Exercise goal. If a line below includes the string "struct", copy it.

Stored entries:
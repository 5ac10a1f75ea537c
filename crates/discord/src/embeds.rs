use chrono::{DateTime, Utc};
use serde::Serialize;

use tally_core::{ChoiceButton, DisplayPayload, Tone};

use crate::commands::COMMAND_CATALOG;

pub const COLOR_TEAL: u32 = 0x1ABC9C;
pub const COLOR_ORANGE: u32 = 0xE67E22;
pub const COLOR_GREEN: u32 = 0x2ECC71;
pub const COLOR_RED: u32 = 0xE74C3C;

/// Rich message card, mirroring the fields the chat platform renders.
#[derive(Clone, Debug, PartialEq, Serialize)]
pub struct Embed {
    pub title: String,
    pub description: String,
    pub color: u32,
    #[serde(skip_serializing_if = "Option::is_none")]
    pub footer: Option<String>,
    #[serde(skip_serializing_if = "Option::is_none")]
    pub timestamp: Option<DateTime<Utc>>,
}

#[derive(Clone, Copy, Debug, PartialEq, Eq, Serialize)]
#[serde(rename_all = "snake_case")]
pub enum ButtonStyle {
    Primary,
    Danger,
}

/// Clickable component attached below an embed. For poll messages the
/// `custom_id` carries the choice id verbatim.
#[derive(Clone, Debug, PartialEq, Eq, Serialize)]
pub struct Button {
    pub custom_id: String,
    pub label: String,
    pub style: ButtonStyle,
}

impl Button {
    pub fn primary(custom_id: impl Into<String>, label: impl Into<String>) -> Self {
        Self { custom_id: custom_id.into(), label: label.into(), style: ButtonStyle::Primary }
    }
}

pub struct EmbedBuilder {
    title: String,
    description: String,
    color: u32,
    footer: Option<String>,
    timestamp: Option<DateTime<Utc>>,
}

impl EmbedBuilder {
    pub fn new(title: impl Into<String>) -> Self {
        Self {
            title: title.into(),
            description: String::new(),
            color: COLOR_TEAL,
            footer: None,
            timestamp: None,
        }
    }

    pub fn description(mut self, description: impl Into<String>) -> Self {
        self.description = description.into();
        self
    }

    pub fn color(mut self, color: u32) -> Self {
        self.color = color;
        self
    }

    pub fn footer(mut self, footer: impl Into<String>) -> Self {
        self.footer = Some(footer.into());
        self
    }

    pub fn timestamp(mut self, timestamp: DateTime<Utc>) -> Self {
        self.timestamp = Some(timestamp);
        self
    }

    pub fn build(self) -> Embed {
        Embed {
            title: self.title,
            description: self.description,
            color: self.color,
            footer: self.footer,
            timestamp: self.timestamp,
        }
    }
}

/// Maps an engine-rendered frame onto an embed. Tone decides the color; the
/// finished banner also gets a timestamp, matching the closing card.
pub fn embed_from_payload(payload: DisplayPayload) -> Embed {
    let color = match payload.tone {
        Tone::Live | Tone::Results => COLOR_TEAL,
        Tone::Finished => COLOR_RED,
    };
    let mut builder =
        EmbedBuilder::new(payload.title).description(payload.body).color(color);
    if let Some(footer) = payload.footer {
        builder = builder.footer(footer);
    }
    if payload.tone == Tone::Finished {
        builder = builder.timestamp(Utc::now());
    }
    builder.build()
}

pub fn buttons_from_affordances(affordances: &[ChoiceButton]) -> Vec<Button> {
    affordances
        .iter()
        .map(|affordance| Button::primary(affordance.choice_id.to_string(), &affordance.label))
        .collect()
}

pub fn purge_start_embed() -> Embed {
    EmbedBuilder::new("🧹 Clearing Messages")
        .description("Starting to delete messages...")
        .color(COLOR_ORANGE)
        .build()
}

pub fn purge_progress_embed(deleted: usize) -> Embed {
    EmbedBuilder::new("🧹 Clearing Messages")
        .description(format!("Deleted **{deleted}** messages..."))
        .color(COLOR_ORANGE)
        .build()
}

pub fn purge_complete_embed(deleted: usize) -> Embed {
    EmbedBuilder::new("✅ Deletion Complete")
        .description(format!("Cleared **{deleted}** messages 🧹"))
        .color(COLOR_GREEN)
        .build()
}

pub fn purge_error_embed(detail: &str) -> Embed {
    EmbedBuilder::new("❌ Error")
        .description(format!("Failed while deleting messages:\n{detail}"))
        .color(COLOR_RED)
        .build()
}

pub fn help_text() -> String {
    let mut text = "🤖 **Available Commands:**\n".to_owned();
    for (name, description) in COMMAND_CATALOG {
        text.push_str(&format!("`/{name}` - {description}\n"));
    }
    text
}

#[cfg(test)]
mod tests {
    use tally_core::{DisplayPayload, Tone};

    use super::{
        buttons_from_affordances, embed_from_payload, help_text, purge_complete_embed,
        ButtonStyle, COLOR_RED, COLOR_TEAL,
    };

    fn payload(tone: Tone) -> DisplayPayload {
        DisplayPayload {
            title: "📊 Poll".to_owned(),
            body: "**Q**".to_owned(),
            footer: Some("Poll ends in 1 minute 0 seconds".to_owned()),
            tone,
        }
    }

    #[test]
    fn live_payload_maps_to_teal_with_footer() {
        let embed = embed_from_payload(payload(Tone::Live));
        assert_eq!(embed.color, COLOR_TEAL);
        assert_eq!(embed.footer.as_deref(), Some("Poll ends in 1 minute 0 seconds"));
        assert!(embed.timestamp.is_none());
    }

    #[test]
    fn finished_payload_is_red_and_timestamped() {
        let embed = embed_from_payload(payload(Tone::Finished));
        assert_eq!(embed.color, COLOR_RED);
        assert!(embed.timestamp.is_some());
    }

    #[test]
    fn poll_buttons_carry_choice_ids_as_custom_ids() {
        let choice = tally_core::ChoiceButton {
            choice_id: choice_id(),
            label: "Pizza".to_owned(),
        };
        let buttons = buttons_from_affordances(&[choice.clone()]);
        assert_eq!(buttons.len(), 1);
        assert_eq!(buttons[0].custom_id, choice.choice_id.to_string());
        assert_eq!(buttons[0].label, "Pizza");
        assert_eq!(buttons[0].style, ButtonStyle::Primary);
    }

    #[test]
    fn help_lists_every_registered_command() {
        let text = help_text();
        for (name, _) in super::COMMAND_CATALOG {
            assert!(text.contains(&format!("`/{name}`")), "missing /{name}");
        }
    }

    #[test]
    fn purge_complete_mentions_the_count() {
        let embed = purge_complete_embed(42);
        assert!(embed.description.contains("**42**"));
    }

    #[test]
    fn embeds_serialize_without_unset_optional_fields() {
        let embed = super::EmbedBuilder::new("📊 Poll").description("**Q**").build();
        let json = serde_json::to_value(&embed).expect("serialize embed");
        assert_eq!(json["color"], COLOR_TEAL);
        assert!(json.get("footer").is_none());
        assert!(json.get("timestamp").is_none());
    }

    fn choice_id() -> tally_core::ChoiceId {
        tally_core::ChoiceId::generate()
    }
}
...
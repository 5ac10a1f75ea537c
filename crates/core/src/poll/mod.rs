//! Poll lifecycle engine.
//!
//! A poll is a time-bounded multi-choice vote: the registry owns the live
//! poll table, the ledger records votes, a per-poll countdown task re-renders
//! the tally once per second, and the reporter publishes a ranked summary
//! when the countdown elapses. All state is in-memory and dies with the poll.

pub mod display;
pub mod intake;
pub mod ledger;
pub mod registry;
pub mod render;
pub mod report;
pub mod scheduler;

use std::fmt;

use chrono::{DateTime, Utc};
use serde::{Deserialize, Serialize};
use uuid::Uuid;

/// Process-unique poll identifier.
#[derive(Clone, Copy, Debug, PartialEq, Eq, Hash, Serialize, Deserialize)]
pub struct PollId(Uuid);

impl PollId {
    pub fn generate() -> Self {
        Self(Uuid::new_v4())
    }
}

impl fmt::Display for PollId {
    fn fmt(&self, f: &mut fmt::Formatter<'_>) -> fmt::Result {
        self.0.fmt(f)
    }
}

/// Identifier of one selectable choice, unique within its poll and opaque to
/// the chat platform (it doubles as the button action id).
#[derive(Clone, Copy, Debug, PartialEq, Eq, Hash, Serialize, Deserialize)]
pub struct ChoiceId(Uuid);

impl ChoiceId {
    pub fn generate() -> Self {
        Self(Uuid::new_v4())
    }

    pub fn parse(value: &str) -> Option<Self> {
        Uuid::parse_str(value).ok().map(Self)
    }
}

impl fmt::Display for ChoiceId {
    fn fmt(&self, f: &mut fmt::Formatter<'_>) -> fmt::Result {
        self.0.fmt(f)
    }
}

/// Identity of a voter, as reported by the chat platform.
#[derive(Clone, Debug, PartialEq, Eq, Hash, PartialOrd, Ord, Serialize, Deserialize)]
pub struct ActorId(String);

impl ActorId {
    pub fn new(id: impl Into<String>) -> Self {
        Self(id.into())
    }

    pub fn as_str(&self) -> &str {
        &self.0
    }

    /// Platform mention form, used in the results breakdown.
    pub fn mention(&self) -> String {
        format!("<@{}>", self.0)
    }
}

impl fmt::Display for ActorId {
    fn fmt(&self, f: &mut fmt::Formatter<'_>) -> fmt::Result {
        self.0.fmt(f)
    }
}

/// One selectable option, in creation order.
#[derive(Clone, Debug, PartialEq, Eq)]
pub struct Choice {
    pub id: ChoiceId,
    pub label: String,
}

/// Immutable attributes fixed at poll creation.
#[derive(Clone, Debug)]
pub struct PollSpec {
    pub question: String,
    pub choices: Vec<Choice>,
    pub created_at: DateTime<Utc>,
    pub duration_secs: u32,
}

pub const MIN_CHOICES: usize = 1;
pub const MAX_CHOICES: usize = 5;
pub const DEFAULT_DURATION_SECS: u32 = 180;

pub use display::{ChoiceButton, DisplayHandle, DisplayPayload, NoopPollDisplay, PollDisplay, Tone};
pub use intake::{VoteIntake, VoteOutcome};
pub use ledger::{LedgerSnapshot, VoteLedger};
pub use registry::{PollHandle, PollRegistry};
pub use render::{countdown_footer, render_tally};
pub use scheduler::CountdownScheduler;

Response to the exercise.
pub struct Embed {
pub struct Button {
pub struct EmbedBuilder {
pub struct PollId(Uuid);
pub struct ChoiceId(Uuid);
pub struct ActorId(String);
pub struct Choice {
pub struct PollSpec {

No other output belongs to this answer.